US/World News

Auschwitz museum asks for donations following revenue loss due to pandemic

(JTA) – The memorial and museum at the former Auschwitz concentration camp in Poland has lost so much income due to the coronavirus pandemic that it is now asking for public donations. In a plea issued June 3, the museum administration called on “everyone for whom the preservation of memory is important” to chip in to keep pro-grams going, even while the memorial site itself remains empty of visitors. Last year, the site of the former Nazi death camp had more than 2.3 million visitors. This year, it drew some 300,000 people before it was shut on March 12, its first closure since its first exhibit opened in 1947. 

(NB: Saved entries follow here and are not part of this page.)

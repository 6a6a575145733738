//! Server-side dispatch: matches an inbound frame to a registered
//! handler and writes the response on the originating connection.

use std::collections::HashMap;
use std::sync::Arc;

use async_trait::async_trait;
use parking_lot::RwLock;

use crate::connection::Connection;
use crate::protocol::catalog::{self, Verb};
use crate::protocol::framing::render_frame;

/// One bound handler: given the originating connection and the matched
/// verb's positional captures, does whatever the sub-controller needs
/// and writes its own response frame(s) to `connection`.
///
/// Spec §4.3: "Each handler MUST either write exactly one response
/// payload followed by `SendResponse` or call `SendErrorResponse`." The
/// save-to-backup handler is the sole exception, permitted to emit two
/// payloads (§4.5.7's two-phase save protocol).
#[async_trait]
pub trait Handler: Send + Sync {
    async fn handle(&self, connection: Arc<dyn Connection>, captures: Vec<String>);
}

/// Maps `Verb → Handler` and dispatches inbound frame bodies.
///
/// `register`/`unregister` are idempotent by identity: registering the
/// same verb twice replaces the prior handler; unregistering a verb with
/// no handler is a no-op.
#[derive(Default)]
pub struct Dispatcher {
    handlers: RwLock<HashMap<Verb, Arc<dyn Handler>>>,
}

impl Dispatcher {
    pub fn new() -> Self {
        Self::default()
    }

    pub fn register(&self, verb: Verb, handler: Arc<dyn Handler>) {
        self.handlers.write().insert(verb, handler);
    }

    pub fn unregister(&self, verb: Verb) {
        self.handlers.write().remove(&verb);
    }

    /// Recognizes `body` against the catalog and invokes the bound
    /// handler; on no hit (unrecognized verb, or a verb with no handler
    /// registered) writes `(ERROR)` directly (: "on no hit,
    /// emit `(ERROR)`").
    pub async fn on_frame(&self, connection: Arc<dyn Connection>, body: &str) {
        let handler = match catalog::recognize(body) {
            Some(m) => self.handlers.read().get(&m.verb).cloned().map(|h| (h, m.captures)),
            None => None,
        };

        match handler {
            Some((handler, captures)) => handler.handle(connection, captures).await,
            None => {
                log::debug!("dispatcher: no handler for frame body '{body}'");
                let _ = connection.send(&render_frame("ERROR")).await;
            }
        }
    }
}

#[cfg(test)]
mod tests {
    use super::*;
    use crate::connection::test_support::MemoryConnection;

    struct EchoHandler;

    #[async_trait]
    impl Handler for EchoHandler {
        async fn handle(&self, connection: Arc<dyn Connection>, captures: Vec<String>) {
            let _ = connection
                .send(&render_frame(&format!("QZ{}", captures[0])))
                .await;
        }
    }

    #[tokio::test]
    async fn dispatches_to_registered_handler() {
        let dispatcher = Dispatcher::new();
        dispatcher.register(Verb::QueryZone, Arc::new(EchoHandler));

        let conn = Arc::new(MemoryConnection::new());
        dispatcher.on_frame(conn.clone(), "QZ3").await;

        assert_eq!(conn.sent_bodies(), vec!["QZ3"]);
    }

    #[tokio::test]
    async fn unrecognized_frame_emits_error() {
        let dispatcher = Dispatcher::new();
        let conn = Arc::new(MemoryConnection::new());
        dispatcher.on_frame(conn.clone(), "NOTAVERB").await;
        assert_eq!(conn.sent_bodies(), vec!["ERROR"]);
    }

    #[tokio::test]
    async fn recognized_verb_with_no_handler_emits_error() {
        let dispatcher = Dispatcher::new();
        let conn = Arc::new(MemoryConnection::new());
        dispatcher.on_frame(conn.clone(), "QZ3").await;
        assert_eq!(conn.sent_bodies(), vec!["ERROR"]);
    }

    #[tokio::test]
    async fn unregister_reverts_to_error() {
        let dispatcher = Dispatcher::new();
        dispatcher.register(Verb::QueryZone, Arc::new(EchoHandler));
        dispatcher.unregister(Verb::QueryZone);

        let conn = Arc::new(MemoryConnection::new());
        dispatcher.on_frame(conn.clone(), "QZ3").await;
        assert_eq!(conn.sent_bodies(), vec!["ERROR"]);
    }
}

There is no admission fee, but about 80 percent of visitors hire guides who are trained and paid by the memorial, said Paweł Sawicki, a spokesman for the memorial and museum. Of the museum’s total 2019 budget of about $29 million, more than 56 per-cent came from such sources. Most affected by the loss will be on-site and online education and research projects, publishing and exhibition projects.

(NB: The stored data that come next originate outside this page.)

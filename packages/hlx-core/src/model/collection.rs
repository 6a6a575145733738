//! Generic dense, 1-based collection shared by every sub-controller.
//!
//! Spec §3's invariant that "every identifier in `[min, max]` maps to
//! exactly one model instance" is implemented here once: a plain `Vec<T>`
//! sized at construction, never grown or shrunk afterward, indexed by
//! `identifier - 1`.

use crate::error::{HlxError, HlxResult};
use crate::model::identifier::{check_identifier, Identifier};

/// A dense collection of `max` entities, addressed by 1-based identifier.
#[derive(Debug, Clone)]
pub struct IdentifierCollection<T> {
    entries: Vec<T>,
    what: &'static str,
}

impl<T> IdentifierCollection<T> {
    /// Builds a collection of `max` entries, one per identifier, using
    /// `make` to produce the default value for each identifier in order.
    pub fn new(max: Identifier, what: &'static str, mut make: impl FnMut(Identifier) -> T) -> Self {
        let entries = (1..=max).map(&mut make).collect();
        Self { entries, what }
    }

    /// The highest valid identifier in this collection.
    pub fn max(&self) -> Identifier {
        self.entries.len() as Identifier
    }

    /// Returns a reference to the entity at `id`, or `OutOfRange`.
    pub fn get(&self, id: Identifier) -> HlxResult<&T> {
        check_identifier(id, self.max(), self.what)?;
        Ok(&self.entries[(id - 1) as usize])
    }

    /// Returns a mutable reference to the entity at `id`, or `OutOfRange`.
    pub fn get_mut(&mut self, id: Identifier) -> HlxResult<&mut T> {
        check_identifier(id, self.max(), self.what)?;
        Ok(&mut self.entries[(id - 1) as usize])
    }

    /// Iterates every entity in ascending identifier order, paired with its id.
    pub fn iter(&self) -> impl Iterator<Item = (Identifier, &T)> {
        self.entries
            .iter()
            .enumerate()
            .map(|(i, e)| (i as Identifier + 1, e))
    }

    /// Resets every entry to a fresh default, using the same generator
    /// shape as [`IdentifierCollection::new`]. Used by `ResetToDefaults`.
    pub fn reset(&mut self, mut make: impl FnMut(Identifier) -> T) {
        for (i, slot) in self.entries.iter_mut().enumerate() {
            *slot = make(i as Identifier + 1);
        }
    }

    /// Snapshots every entry, in ascending identifier order, for the backup
    /// document.
    pub fn to_backup(&self) -> Vec<&T> {
        self.entries.iter().collect()
    }

    /// Restores every entry from a backup document snapshot, in the same
    /// order produced by [`IdentifierCollection::to_backup`].
    ///
    /// A length mismatch is `InvalidConfiguration` — the document was
    /// produced by a different maximum than this collection's (spec
    /// §4.5.7: structural defects trigger reset-to-defaults at load time).
    pub fn load_backup(&mut self, entries: Vec<T>) -> HlxResult<()> {
        if entries.len() != self.entries.len() {
            return Err(HlxError::InvalidConfiguration(format!(
                        "{} backup has {} entries, expected {}",
                        self.what,
                        entries.len(),
                        self.entries.len()
                    )));
        }
        self.entries = entries;
        Ok(())
    }
}

/// Raised when a `set_name` collides with an existing name elsewhere in the
/// same collection.
pub fn check_name_unique<T>(
    collection: &IdentifierCollection<T>,
    id: Identifier,
    candidate: &str,
    name_of: impl Fn(&T) -> &str,
) -> HlxResult<()> {
    for (other_id, entry) in collection.iter() {
        if other_id != id && name_of(entry) == candidate {
            return Err(HlxError::BadCommand(format!(
                        "name '{candidate}' already in use"
                    )));
        }
    }
    Ok(())
}

#[cfg(test)]
mod tests {
    use super::*;

    #[test]
    fn collection_maps_every_identifier_in_range() {
        let col = IdentifierCollection::new(4, "widget", |id| id * 10);
        assert_eq!(col.max(), 4);
        for id in 1..=4 {
            assert_eq!(*col.get(id).unwrap(), id * 10);
        }
    }

    #[test]
    fn collection_rejects_zero_and_past_max() {
        let col: IdentifierCollection<u8> = IdentifierCollection::new(4, "widget", |id| id);
        assert!(col.get(0).is_err());
        assert!(col.get(5).is_err());
    }

    #[test]
    fn reset_reapplies_generator() {
        let mut col = IdentifierCollection::new(3, "widget", |_| 0u8);
        *col.get_mut(2).unwrap() = 99;
        col.reset(|id| id * 2);
        assert_eq!(*col.get(2).unwrap(), 4);
    }

    #[test]
    fn name_uniqueness_rejects_collision_but_allows_self() {
        let col = IdentifierCollection::new(2, "widget", |id| format!("Widget {id}"));
        assert!(check_name_unique(&col, 1, "Widget 1", |s| s.as_str()).is_ok());
        assert!(check_name_unique(&col, 1, "Widget 2", |s| s.as_str()).is_err());
    }
}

The Polish Ministry of Culture and National Heritage still covers basic operating costs, and there has been extra government help for cultural institutions affected by pandemic-related shutdowns. Nor is conservation work at risk, thanks to external funds from the Auschwitz-Birkenau Foundation. Museum Director Piotr M. A. Cywiński said that educational work will continue, to preserve the site as a legacy “for our children and grandchildren.” But “without additional funds, the implementation of our statutory operations is called into question.”

By the time Soviet troops liberated the camp in January 1945, more than 1.1 million people, most of them Jews, had been murdered there. The site has become a major site of remembrance pilgrimages; it is closed only three days per year. The museum has now reorganized exhibitions to minimize the risk of spreading the coronavirus. But only 400 people registered for a trial reopening on May 30 and 31 – less than three percent of the total for the same period last year (some 15,000), Sawicki said.